Oggi come ieri.

Non siamo cambiate molto. Non siamo poi così diverse da quelle ragazze con i capelli cotonati, l’eye-liner definito e i jeans a zampa, che prenotarono un motel solo per trovarsi lì, emozionate, con le lacrime agli occhi al suono della chitarra di Jimi Hendrix. Era il 1969, era Woodstock, erano le nostre mamme, ma noi siamo uguali a loro. E neanche da quelle che un decennio prima osarono una minigonna o un blazer maschile, coraggiose, audaci, irriverenti  ragazze che sognavano la dolce vita e vivevano i favolosi anni ’60, divise tra le mille bolle blu di Mina e Love me do dei Beatles. Era l’epoca della libertà, la nascita del pret-a-porter, erano le nostre nonne, e noi non siamo così diverse da loro. E neppure da quelle quindicenni vestite da educande, con le gonne a ruota, le camicette abbottonate fino al collo, le fasce di raso sui capelli, che si innamoravano dei ragazzi con il ciuffo intriso di gelatina ed il giubbotto di pelle. Erano gli anni cinquanta, si viveva come dentro Grease ed Happy days, si ascoltava Elvis dai jukebox mentre i tonfi sordi dei flipper interrompevano la melodia di sguardi languidi: erano le nostre bisnonne, e noi non siamo così lontane da loro.
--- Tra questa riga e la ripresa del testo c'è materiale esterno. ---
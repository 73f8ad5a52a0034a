//! Repository behaviour on a seeded SQLite store.

mod common;

use chrono::Utc;
use ssms_core::{
    BusinessRules, CoreError, Money, MovementType, NewAuditEntry, NewCustomer, NewProduct,
    NewPurchase, NewSale, NewSupplier, NewUser, PaymentMethod, PaymentStatus, ReferenceType, Role,
    SecurityPolicy, SettingType, TaxRate,
};
use ssms_db::repository::StockAdjustment;
use ssms_db::{DbError, FailureKind};
use tempfile::TempDir;

#[tokio::test]
async fn sale_takes_stock_and_logs_movement() {
    let dir = TempDir::new().unwrap();
    let store = common::seeded_store(&dir).await;
    let rules = BusinessRules::default();

    let tshirt = store.products().get_by_sku("TSH001").await.unwrap().unwrap();
    let john = store.customers().search("john").await.unwrap().remove(0);

    let mut order = NewSale::new(tshirt.id, 2)
        .customer(john.id)
        .payment_method(PaymentMethod::Upi);
    order.discount = Money::from_cents(10_000);
    order.tax_rate = Some(TaxRate::from_bps(1800));

    let sale = store.sales().record(&order, &rules).await.unwrap();
    assert_eq!(sale.invoice_number, "INV-000004");
    assert_eq!(sale.customer_name.as_deref(), Some("John Doe"));
    assert_eq!(sale.unit_price.cents(), 50_000);
    assert_eq!(sale.discount_amount.cents(), 10_000);
    assert_eq!(sale.tax_amount.cents(), 16_200);
    assert_eq!(sale.total_amount.cents(), 106_200);

    let after = store.products().get(tshirt.id).await.unwrap().unwrap();
    assert_eq!(after.stock_quantity, 48);

    let movements = store.products().movements(tshirt.id).await.unwrap();
    assert_eq!(movements.len(), 1);
    assert_eq!(movements[0].movement_type, MovementType::Out);
    assert_eq!(movements[0].quantity, 2);
    assert_eq!(movements[0].reference_type, ReferenceType::Sale);
    assert_eq!(movements[0].reference_id, Some(sale.id));
}

#[tokio::test]
async fn sale_stands_when_its_movement_cannot_be_logged() {
    let dir = TempDir::new().unwrap();
    let store = common::seeded_store(&dir).await;

    store
        .query("DROP TABLE stock_movements", ())
        .await
        .into_affected()
        .unwrap();

    let coffee = store.products().get_by_sku("COF001").await.unwrap().unwrap();
    let sale = store
        .sales()
        .record(&NewSale::new(coffee.id, 3), &BusinessRules::default())
        .await
        .unwrap();
    assert_eq!(sale.invoice_number, "INV-000004");
    assert_eq!(sale.quantity, 3);

    let stored = store.sales().get_by_invoice("INV-000004").await.unwrap();
    assert_eq!(stored.map(|s| s.id), Some(sale.id));
    let after = store.products().get(coffee.id).await.unwrap().unwrap();
    assert_eq!(after.stock_quantity, coffee.stock_quantity - 3);
}

#[tokio::test]
async fn oversell_is_rejected_and_stock_kept() {
    let dir = TempDir::new().unwrap();
    let store = common::seeded_store(&dir).await;

    let garden = store.products().get_by_sku("GAR001").await.unwrap().unwrap();
    let err = store
        .sales()
        .record(&NewSale::new(garden.id, 9), &BusinessRules::default())
        .await
        .unwrap_err();
    assert_eq!(
        err,
        DbError::Core(CoreError::InsufficientStock {
            sku: "GAR001".to_string(),
            available: 8,
            requested: 9,
        })
    );

    let after = store.products().get(garden.id).await.unwrap().unwrap();
    assert_eq!(after.stock_quantity, 8);
    assert_eq!(store.sales().recent(10).await.unwrap().len(), 3);
}

#[tokio::test]
async fn sale_rejects_bad_input() {
    let dir = TempDir::new().unwrap();
    let store = common::seeded_store(&dir).await;
    let rules = BusinessRules::default();

    let err = store.sales().record(&NewSale::new(1, 0), &rules).await.unwrap_err();
    assert_eq!(err.kind(), FailureKind::Statement);
    assert!(matches!(err, DbError::Core(CoreError::Validation(_))));

    let err = store.sales().record(&NewSale::new(999, 1), &rules).await.unwrap_err();
    assert!(matches!(err, DbError::NotFound { .. }));

    let err = store
        .sales()
        .record(&NewSale::new(1, 1).customer(999), &rules)
        .await
        .unwrap_err();
    assert!(matches!(err, DbError::NotFound { .. }));
}

#[tokio::test]
async fn manual_adjustment_and_scanner_lookup() {
    let dir = TempDir::new().unwrap();
    let store = common::seeded_store(&dir).await;
    let products = store.products();

    let product = products
        .insert(&NewProduct {
            name: "Cricket Bat".to_string(),
            sku: "SPT001".to_string(),
            category: Some("Sports".to_string()),
            description: None,
            purchase_price: Money::from_cents(120_000),
            selling_price: Money::from_cents(180_000),
            stock_quantity: 4,
            min_stock_level: 1,
            unit: "Pieces".to_string(),
            supplier: None,
            barcode: Some("8901234567890".to_string()),
        })
        .await
        .unwrap();

    let scanned = products.find_by_code("8901234567890").await.unwrap().unwrap();
    assert_eq!(scanned.id, product.id);
    let by_sku = products.find_by_code(" SPT001 ").await.unwrap().unwrap();
    assert_eq!(by_sku.id, product.id);
    assert!(products.find_by_code("0000").await.unwrap().is_none());

    let adjusted = products
        .adjust_stock(&StockAdjustment::manual(product.id, -3).notes("damaged"))
        .await
        .unwrap();
    assert_eq!(adjusted.stock_quantity, 1);

    let err = products
        .adjust_stock(&StockAdjustment::manual(product.id, -2))
        .await
        .unwrap_err();
    assert!(matches!(err, DbError::Core(CoreError::InsufficientStock { .. })));

    let movements = products.movements(product.id).await.unwrap();
    assert_eq!(movements.len(), 1);
    assert_eq!(movements[0].movement_type, MovementType::Adjustment);
    assert_eq!(movements[0].quantity, -3);

    assert_eq!(products.count().await.unwrap(), 6);
    assert_eq!(products.count_in_stock().await.unwrap(), 6);

    let duplicate = products
        .insert(&NewProduct {
            name: "Another Bat".to_string(),
            ..adjusted_to_new(&product)
        })
        .await
        .unwrap_err();
    assert_eq!(duplicate.kind(), FailureKind::Integrity);
}

fn adjusted_to_new(product: &ssms_core::Product) -> NewProduct {
    NewProduct {
        name: product.name.clone(),
        sku: product.sku.clone(),
        category: product.category.clone(),
        description: product.description.clone(),
        purchase_price: product.purchase_price,
        selling_price: product.selling_price,
        stock_quantity: 0,
        min_stock_level: 0,
        unit: product.unit.clone(),
        supplier: None,
        barcode: None,
    }
}

#[tokio::test]
async fn low_stock_lists_emptiest_first() {
    let dir = TempDir::new().unwrap();
    let store = common::seeded_store(&dir).await;

    let low = store.products().low_stock(10).await.unwrap();
    let skus: Vec<&str> = low.iter().map(|p| p.sku.as_str()).collect();
    assert_eq!(skus, ["GAR001", "LAP001"]);
}

#[tokio::test]
async fn purchase_adds_stock() {
    let dir = TempDir::new().unwrap();
    let store = common::seeded_store(&dir).await;
    let rules = BusinessRules::default();

    let coffee = store.products().get_by_sku("COF001").await.unwrap().unwrap();
    let purchases = store.purchases();

    let purchase = purchases
        .insert(
            &NewPurchase {
                supplier_name: "Food Supplier".to_string(),
                product_id: Some(coffee.id),
                product_name: None,
                quantity: 20,
                unit_price: Money::from_cents(29_000),
                purchase_date: Utc::now().date_naive(),
                payment_method: PaymentMethod::BankTransfer,
                payment_status: PaymentStatus::Pending,
                notes: None,
            },
            &rules,
        )
        .await
        .unwrap();
    assert_eq!(purchase.purchase_number, "PUR-000001");
    assert_eq!(purchase.product_name.as_deref(), Some("Coffee"));
    assert_eq!(purchase.total_amount.cents(), 580_000);

    let after = store.products().get(coffee.id).await.unwrap().unwrap();
    assert_eq!(after.stock_quantity, 45);
    let movements = store.products().movements(coffee.id).await.unwrap();
    assert_eq!(movements[0].movement_type, MovementType::In);
    assert_eq!(movements[0].reference_type, ReferenceType::Purchase);

    assert_eq!(purchases.pending_count().await.unwrap(), 1);
    purchases.update_status(purchase.id, PaymentStatus::Paid).await.unwrap();
    assert_eq!(purchases.pending_count().await.unwrap(), 0);

    assert_eq!(
        purchases.next_purchase_number(&rules).await.unwrap(),
        "PUR-000002"
    );

    purchases.delete(purchase.id).await.unwrap();
    assert!(purchases.list().await.unwrap().is_empty());
    assert!(matches!(
        purchases.delete(purchase.id).await.unwrap_err(),
        DbError::NotFound { .. }
    ));
}

#[tokio::test]
async fn contacts() {
    let dir = TempDir::new().unwrap();
    let store = common::seeded_store(&dir).await;

    let found = store.customers().search("jane").await.unwrap();
    assert_eq!(found.len(), 1);
    assert_eq!(found[0].city.as_deref(), Some("Bangalore"));

    let added = store
        .customers()
        .insert(&NewCustomer {
            name: "Ravi Traders".to_string(),
            email: Some("ravi@traders.in".to_string()),
            customer_type: ssms_core::CustomerType::Wholesale,
            credit_limit: Money::from_cents(2_000_000),
            ..NewCustomer::default()
        })
        .await
        .unwrap();
    assert_eq!(added.customer_type, ssms_core::CustomerType::Wholesale);
    assert_eq!(store.customers().count().await.unwrap(), 4);

    let bad = store
        .customers()
        .insert(&NewCustomer {
            name: "Broken".to_string(),
            email: Some("not-an-email".to_string()),
            ..NewCustomer::default()
        })
        .await;
    assert!(matches!(bad, Err(DbError::Core(CoreError::Validation(_)))));

    let supplier = store
        .suppliers()
        .insert(&NewSupplier {
            name: "Sports Supplier".to_string(),
            payment_terms: Some("Net 30".to_string()),
            ..NewSupplier::default()
        })
        .await
        .unwrap();
    assert_eq!(supplier.payment_terms.as_deref(), Some("Net 30"));
    assert_eq!(store.suppliers().list().await.unwrap().len(), 4);
}

#[tokio::test]
async fn settings_upsert() {
    let dir = TempDir::new().unwrap();
    let store = common::seeded_store(&dir).await;
    let settings = store.settings();

    let timeout = settings.get("session_timeout").await.unwrap().unwrap();
    assert_eq!(timeout.setting_type, SettingType::Number);
    assert_eq!(timeout.as_i64(), Some(30));

    settings.set("session_timeout", "45", SettingType::Number).await.unwrap();
    settings.set("theme", "Light", SettingType::String).await.unwrap();

    let timeout = settings.get("session_timeout").await.unwrap().unwrap();
    assert_eq!(timeout.as_i64(), Some(45));
    assert_eq!(timeout.description.as_deref(), Some("Session timeout in minutes"));
    assert_eq!(settings.all().await.unwrap().len(), 7);
}

#[tokio::test]
async fn users_and_audit_trail() {
    let dir = TempDir::new().unwrap();
    let store = common::seeded_store(&dir).await;
    let policy = SecurityPolicy::default();

    let cashier = store
        .users()
        .create(
            &NewUser {
                username: "cashier1".to_string(),
                password: "till-pass".to_string(),
                email: "cashier@ssms.com".to_string(),
                role: Role::Employee,
                first_name: Some("Asha".to_string()),
                last_name: None,
            },
            &policy,
        )
        .await
        .unwrap();
    assert_ne!(cashier.password_hash, "till-pass");

    let users = store.users();
    assert!(users.authenticate("cashier1", "till-pass").await.unwrap().is_some());
    assert!(users.authenticate("cashier1", "wrong").await.unwrap().is_none());
    assert!(users.authenticate("nobody", "till-pass").await.unwrap().is_none());

    let short = users
        .create(
            &NewUser {
                username: "cashier2".to_string(),
                password: "abc".to_string(),
                email: "c2@ssms.com".to_string(),
                role: Role::Employee,
                first_name: None,
                last_name: None,
            },
            &policy,
        )
        .await;
    assert!(matches!(short, Err(DbError::Core(CoreError::Validation(_)))));

    store
        .audit()
        .record(
            &NewAuditEntry::new("CREATE")
                .on("users", cashier.id)
                .by(cashier.id),
        )
        .await
        .unwrap();
    store
        .audit()
        .record(&NewAuditEntry {
            new_values: Some(serde_json::json!({ "role": "Employee" })),
            ..NewAuditEntry::new("LOGIN")
        })
        .await
        .unwrap();

    let trail = store.audit().recent(10).await.unwrap();
    assert_eq!(trail.len(), 2);
    assert_eq!(trail[0].action, "LOGIN");
    assert_eq!(trail[0].new_values.as_deref(), Some(r#"{"role":"Employee"}"#));
    assert_eq!(trail[1].table_name.as_deref(), Some("users"));
    assert_eq!(trail[1].record_id, Some(cashier.id));
}

#[tokio::test]
async fn reports_over_seeded_sales() {
    let dir = TempDir::new().unwrap();
    let store = common::seeded_store(&dir).await;
    let reports = store.reports();
    let today = Utc::now().date_naive();

    let dashboard = reports.dashboard(10, today).await.unwrap();
    assert_eq!(dashboard.total_products, 5);
    assert_eq!(dashboard.low_stock_products, 2);
    assert_eq!(dashboard.total_customers, 3);
    assert_eq!(dashboard.today_transactions, 3);
    assert_eq!(dashboard.today_sales.cents(), 7_090_000);
    assert_eq!(dashboard.pending_purchases, 0);
    assert_eq!(dashboard.inventory_value.cents(), 53_550_000);

    let summary = reports.sales_summary(today, today).await.unwrap();
    assert_eq!(summary.transactions, 3);
    assert_eq!(summary.units, 13);
    assert_eq!(summary.revenue.cents(), 7_090_000);

    let top = reports.top_products(today, today, 2).await.unwrap();
    assert_eq!(top.len(), 2);
    assert_eq!(top[0].product_name.as_deref(), Some("Laptop"));
    assert_eq!(top[1].product_name.as_deref(), Some("T-Shirt"));

    let profit = reports.profit(today, today).await.unwrap();
    assert_eq!(profit.cost.cents(), 5_260_000);
    assert_eq!(profit.gross_profit().cents(), 1_830_000);

    let yesterday = today.pred_opt().unwrap();
    let empty = reports.sales_summary(yesterday, yesterday).await.unwrap();
    assert_eq!(empty.transactions, 0);
    assert_eq!(empty.revenue, Money::zero());

    assert!(reports.sales_summary(today, yesterday).await.is_err());
}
Le cose belle non hanno età, e noi dovremmo essere orgogliose ereditiere di sensazioni, di femminilità, di piccoli tesori risorti che scoviamo nei bauli di casa nostra o in un mercatino vintage. E dovremmo imparare da loro che la sensualità è fatta di cose semplici, indossando quell’abito che visse due volte, vestendo i panni di queste ragazze a cui assomigliamo moltissimo, anche se adesso abbiamo in borsa il nostro i-phone e non dormiamo più con i bigodi sulla testa.